The new website promotes the message ‘Read Like a Demon’ and includes segments presented by Melbourne footballers including Daisy Pearce, Colin Garland, Neville Jetta and Karen Paxman.

“We’ll use the website to track access and engagement among students. A focus will be to evaluate engagement with the online format and see if this translates to further reading of both online and more traditional paper based texts,” Dr Kirkby said.

The website is targeted at students from years 3 to 6 and combines written information, images and videos that assist the reader to understand the content. Ms Carabott said each weblink had been reviewed to ensure suitability for primary-aged students.

Development of the website saw Monash University engage with the Australian War Memorial and historical societies to access images and information.

The website builds on the existing relationship between Monash University and the Melbourne Football Club that has seen Demon players visit school classrooms to read books with students and to discuss the importance of reading.

Melbourne Football Club CEO Peter Jackson said: "The Melbourne Football Club is proud to promote literacy in schools with our Read Like a Demon program.
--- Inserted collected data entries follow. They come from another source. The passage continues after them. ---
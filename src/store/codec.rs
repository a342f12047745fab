//! Row codec
//!
//! Turns a raw result row into a mapping from [`Field`] to a typed value.
//! NULL columns are left out of the mapping. The decode plan is resolved
//! once per statement from the static schema; result columns that the
//! schema does not describe are skipped instead of failing the read.

use crate::error::{SnapError, SnapResult};
use crate::store::schema::{self, Category, ColumnDef, Field};
use chrono::{DateTime, TimeZone, Utc};
use rusqlite::types::ValueRef;
use rusqlite::{Row, Statement};
use std::collections::BTreeMap;
use std::fmt;
use tracing::debug;

/// Platform line separator used when normalising large text
#[cfg(windows)]
pub const LINE_SEPARATOR: &str = "\r\n";
#[cfg(not(windows))]
pub const LINE_SEPARATOR: &str = "\n";

/// A decoded column value
#[derive(Debug, Clone, PartialEq)]
pub enum FieldValue {
    Int(i64),
    Text(String),
    Bytes(Vec<u8>),
    Timestamp(DateTime<Utc>),
}

impl FieldValue {
    /// Borrow as text, if this is text
    pub fn as_str(&self) -> Option<&str> {
        match self {
            Self::Text(s) => Some(s),
            _ => None,
        }
    }

    /// Get as an integer, if this is an integer
    pub fn as_i64(&self) -> Option<i64> {
        match self {
            Self::Int(v) => Some(*v),
            _ => None,
        }
    }

    /// Get as a timestamp, if this is a timestamp
    pub fn as_timestamp(&self) -> Option<DateTime<Utc>> {
        match self {
            Self::Timestamp(ts) => Some(*ts),
            _ => None,
        }
    }
}

impl fmt::Display for FieldValue {
    fn fmt(&self, f: &mut fmt::Formatter<'_>) -> fmt::Result {
        match self {
            Self::Int(v) => write!(f, "{v}"),
            Self::Text(s) => f.write_str(s),
            Self::Bytes(b) => f.write_str(&hex::encode(b)),
            Self::Timestamp(ts) => f.write_str(&ts.to_rfc3339()),
        }
    }
}

/// Decoded row: only non-null columns are present
pub type RowData = BTreeMap<Field, FieldValue>;

/// Per-statement decode plan
pub struct RowCodec {
    plan: Vec<Option<&'static ColumnDef>>,
}

impl RowCodec {
    /// Resolve each result column of `stmt` against `columns`
    pub fn for_statement(stmt: &Statement<'_>, columns: &'static [ColumnDef]) -> Self {
        let plan = stmt
            .column_names()
            .into_iter()
            .map(|name| {
                let def = schema::lookup(columns, name);
                if def.is_none() {
                    debug!("Skipping undescribed column {}", name);
                }
                def
            })
            .collect();
        Self { plan }
    }

    /// Decode one row
    pub fn decode(&self, row: &Row<'_>) -> rusqlite::Result<RowData> {
        let mut data = RowData::new();
        for (idx, def) in self.plan.iter().enumerate() {
            let Some(def) = def else { continue };
            let raw = row.get_ref(idx)?;
            if let Some(value) = decode_value(def.category, raw) {
                data.insert(def.field, value);
            }
        }
        Ok(data)
    }

    /// Run a prepared statement and decode every row
    pub fn query_all(
        stmt: &mut Statement<'_>,
        columns: &'static [ColumnDef],
        params: impl rusqlite::Params,
    ) -> SnapResult<Vec<RowData>> {
        let codec = Self::for_statement(stmt, columns);
        let rows = stmt
            .query_map(params, |row| codec.decode(row))
            .map_err(|e| SnapError::storage("querying rows", e))?;
        rows.collect::<Result<Vec<_>, _>>()
            .map_err(|e| SnapError::storage("decoding rows", e))
    }
}

fn decode_value(category: Category, raw: ValueRef<'_>) -> Option<FieldValue> {
    match (category, raw) {
        (_, ValueRef::Null) => None,

        (Category::Integer, ValueRef::Integer(v)) => Some(FieldValue::Int(v)),
        (Category::Integer, ValueRef::Real(v)) => Some(FieldValue::Int(v as i64)),

        (Category::Binary, ValueRef::Blob(b)) => Some(FieldValue::Bytes(b.to_vec())),
        (Category::Binary, ValueRef::Text(t)) => Some(FieldValue::Bytes(t.to_vec())),

        (Category::LargeText, ValueRef::Text(t)) => {
            Some(FieldValue::Text(normalize_lines(&String::from_utf8_lossy(t))))
        }

        (Category::Timestamp, ValueRef::Text(t)) => {
            let text = String::from_utf8_lossy(t);
            match DateTime::parse_from_rfc3339(&text) {
                Ok(ts) => Some(FieldValue::Timestamp(ts.with_timezone(&Utc))),
                Err(_) => Some(FieldValue::Text(text.into_owned())),
            }
        }
        (Category::Timestamp, ValueRef::Integer(millis)) => match Utc.timestamp_millis_opt(millis) {
            chrono::LocalResult::Single(ts) => Some(FieldValue::Timestamp(ts)),
            _ => Some(FieldValue::Int(millis)),
        },

        // Everything else falls back to its natural value or a string.
        (_, ValueRef::Integer(v)) => Some(FieldValue::Int(v)),
        (_, ValueRef::Real(v)) => Some(FieldValue::Text(v.to_string())),
        (_, ValueRef::Text(t)) => Some(FieldValue::Text(String::from_utf8_lossy(t).into_owned())),
        (_, ValueRef::Blob(b)) => Some(FieldValue::Bytes(b.to_vec())),
    }
}

/// Re-join text line by line with the platform separator
///
/// Every line, including the last, is terminated by the separator, so
/// decoding an already normalised value is a no-op.
pub fn normalize_lines(text: &str) -> String {
    let mut out = String::with_capacity(text.len() + LINE_SEPARATOR.len());
    for line in text.lines() {
        out.push_str(line);
        out.push_str(LINE_SEPARATOR);
    }
    out
}

#[cfg(test)]
mod tests {
    use super::*;
    use crate::store::schema::{MEMBER_COLUMNS, ROW_ID};
    use rusqlite::Connection;

    fn decode_single(sql: &str) -> RowData {
        let conn = Connection::open_in_memory().unwrap();
        let mut stmt = conn.prepare(sql).unwrap();
        let mut rows = RowCodec::query_all(&mut stmt, MEMBER_COLUMNS, []).unwrap();
        assert_eq!(rows.len(), 1);
        rows.remove(0)
    }

    #[test]
    fn nulls_are_omitted() {
        let row = decode_single("SELECT 'a.txt' AS name, NULL AS author");
        assert_eq!(row.get(&Field::Name), Some(&FieldValue::Text("a.txt".into())));
        assert!(!row.contains_key(&Field::Author));
    }

    #[test]
    fn unknown_columns_are_skipped() {
        let row = decode_single("SELECT 'x' AS name, 42 AS mystery");
        assert_eq!(row.len(), 1);
    }

    #[test]
    fn real_decodes_to_integer() {
        let row = decode_single("SELECT 2.9 AS delta");
        assert_eq!(row.get(&Field::Delta), Some(&FieldValue::Int(2)));
    }

    #[test]
    fn large_text_is_normalised() {
        let row = decode_single("SELECT 'one' || char(13) || char(10) || 'two' AS description");
        let expected = format!("one{LINE_SEPARATOR}two{LINE_SEPARATOR}");
        assert_eq!(row.get(&Field::Description), Some(&FieldValue::Text(expected)));
    }

    #[test]
    fn empty_large_text_stays_empty() {
        let row = decode_single("SELECT '' AS description");
        assert_eq!(row.get(&Field::Description), Some(&FieldValue::Text(String::new())));
    }

    #[test]
    fn timestamps_decode_from_rfc3339() {
        let row = decode_single("SELECT '2024-01-15T10:00:00+00:00' AS timestamp");
        let ts = row.get(&Field::Timestamp).and_then(FieldValue::as_timestamp).unwrap();
        assert_eq!(ts.to_rfc3339(), "2024-01-15T10:00:00+00:00");
    }

    #[test]
    fn unparseable_timestamp_falls_back_to_text() {
        let row = decode_single("SELECT 'yesterday' AS timestamp");
        assert_eq!(row.get(&Field::Timestamp), Some(&FieldValue::Text("yesterday".into())));
    }

    #[test]
    fn row_id_is_always_known() {
        let row = decode_single(&format!("SELECT 7 AS {}", ROW_ID.column));
        assert_eq!(row.get(&Field::RowId).and_then(FieldValue::as_i64), Some(7));
    }

    #[test]
    fn normalize_is_idempotent() {
        let once = normalize_lines("a\r\nb");
        assert_eq!(normalize_lines(&once), once);
    }
}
Monash University’s Faculty of Education add significant value to this program, which encourages children in their primary years of schooling to develop and strengthen their skills in literacy.”

The Read Like a Demon program is available to schools in City of Casey; Shire of Cardinia; City of Boroondara; City of Glen Eira; and the City of Stonnington and is in partnership with the Casey Cardinia Library Network and Monash University.